**Assignment:** Give the count of lines in the data that include the string "ClientError", with no added remarks.
Top of Data for processing
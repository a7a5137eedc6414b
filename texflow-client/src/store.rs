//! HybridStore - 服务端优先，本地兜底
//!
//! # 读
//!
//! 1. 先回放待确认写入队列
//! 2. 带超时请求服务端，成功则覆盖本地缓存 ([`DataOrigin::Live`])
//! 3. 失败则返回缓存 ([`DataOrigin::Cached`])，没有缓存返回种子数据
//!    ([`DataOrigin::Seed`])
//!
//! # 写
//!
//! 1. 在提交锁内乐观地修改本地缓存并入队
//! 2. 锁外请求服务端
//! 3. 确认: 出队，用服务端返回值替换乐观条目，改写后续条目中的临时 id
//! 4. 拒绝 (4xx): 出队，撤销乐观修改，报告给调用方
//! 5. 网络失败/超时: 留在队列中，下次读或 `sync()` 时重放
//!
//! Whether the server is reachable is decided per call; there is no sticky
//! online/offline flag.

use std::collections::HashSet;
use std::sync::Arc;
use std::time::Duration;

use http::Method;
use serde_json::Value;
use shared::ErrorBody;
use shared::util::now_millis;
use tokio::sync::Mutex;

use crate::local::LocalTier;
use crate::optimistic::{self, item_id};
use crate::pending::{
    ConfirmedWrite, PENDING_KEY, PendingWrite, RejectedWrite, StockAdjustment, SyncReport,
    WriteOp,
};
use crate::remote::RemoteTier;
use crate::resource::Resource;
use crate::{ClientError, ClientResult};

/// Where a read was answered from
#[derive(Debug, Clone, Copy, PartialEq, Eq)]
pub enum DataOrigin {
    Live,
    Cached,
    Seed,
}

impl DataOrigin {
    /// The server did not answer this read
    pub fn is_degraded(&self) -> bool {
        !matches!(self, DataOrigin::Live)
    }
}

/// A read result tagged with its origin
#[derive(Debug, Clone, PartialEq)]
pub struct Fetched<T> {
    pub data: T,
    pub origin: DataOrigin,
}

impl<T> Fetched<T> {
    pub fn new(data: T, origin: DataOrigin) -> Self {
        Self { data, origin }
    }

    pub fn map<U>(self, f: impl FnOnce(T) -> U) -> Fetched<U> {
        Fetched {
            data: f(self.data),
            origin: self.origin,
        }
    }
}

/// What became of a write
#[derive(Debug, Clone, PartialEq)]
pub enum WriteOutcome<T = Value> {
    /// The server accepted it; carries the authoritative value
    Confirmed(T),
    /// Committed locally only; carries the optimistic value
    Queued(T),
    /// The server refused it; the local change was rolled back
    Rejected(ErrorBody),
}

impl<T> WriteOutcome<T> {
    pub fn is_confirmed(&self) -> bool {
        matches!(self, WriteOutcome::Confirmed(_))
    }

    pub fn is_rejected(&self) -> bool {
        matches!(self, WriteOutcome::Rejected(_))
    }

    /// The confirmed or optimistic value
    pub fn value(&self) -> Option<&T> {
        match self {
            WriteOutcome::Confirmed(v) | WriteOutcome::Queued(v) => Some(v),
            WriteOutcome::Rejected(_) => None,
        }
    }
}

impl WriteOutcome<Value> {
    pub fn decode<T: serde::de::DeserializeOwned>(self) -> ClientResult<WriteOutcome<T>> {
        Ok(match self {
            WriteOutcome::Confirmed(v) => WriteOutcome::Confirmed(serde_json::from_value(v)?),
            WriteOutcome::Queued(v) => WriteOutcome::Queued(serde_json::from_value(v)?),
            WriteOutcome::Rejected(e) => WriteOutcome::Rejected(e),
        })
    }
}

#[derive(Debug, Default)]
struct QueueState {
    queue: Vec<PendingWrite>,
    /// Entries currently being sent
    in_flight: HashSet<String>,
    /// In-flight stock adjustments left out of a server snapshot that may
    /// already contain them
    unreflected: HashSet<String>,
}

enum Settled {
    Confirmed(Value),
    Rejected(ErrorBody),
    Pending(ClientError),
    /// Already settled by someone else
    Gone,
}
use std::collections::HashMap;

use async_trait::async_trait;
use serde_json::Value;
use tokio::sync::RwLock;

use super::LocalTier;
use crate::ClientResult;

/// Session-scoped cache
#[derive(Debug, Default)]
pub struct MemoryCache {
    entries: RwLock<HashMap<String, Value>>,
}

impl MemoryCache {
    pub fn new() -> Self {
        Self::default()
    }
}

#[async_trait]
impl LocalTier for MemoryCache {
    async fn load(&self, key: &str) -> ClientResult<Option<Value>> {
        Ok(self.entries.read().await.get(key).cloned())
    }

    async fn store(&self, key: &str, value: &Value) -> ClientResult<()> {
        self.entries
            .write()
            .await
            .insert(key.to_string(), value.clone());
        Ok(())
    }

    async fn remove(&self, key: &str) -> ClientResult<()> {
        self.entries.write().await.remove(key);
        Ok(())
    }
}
Bottom of Data for processing
**Completed task:** 2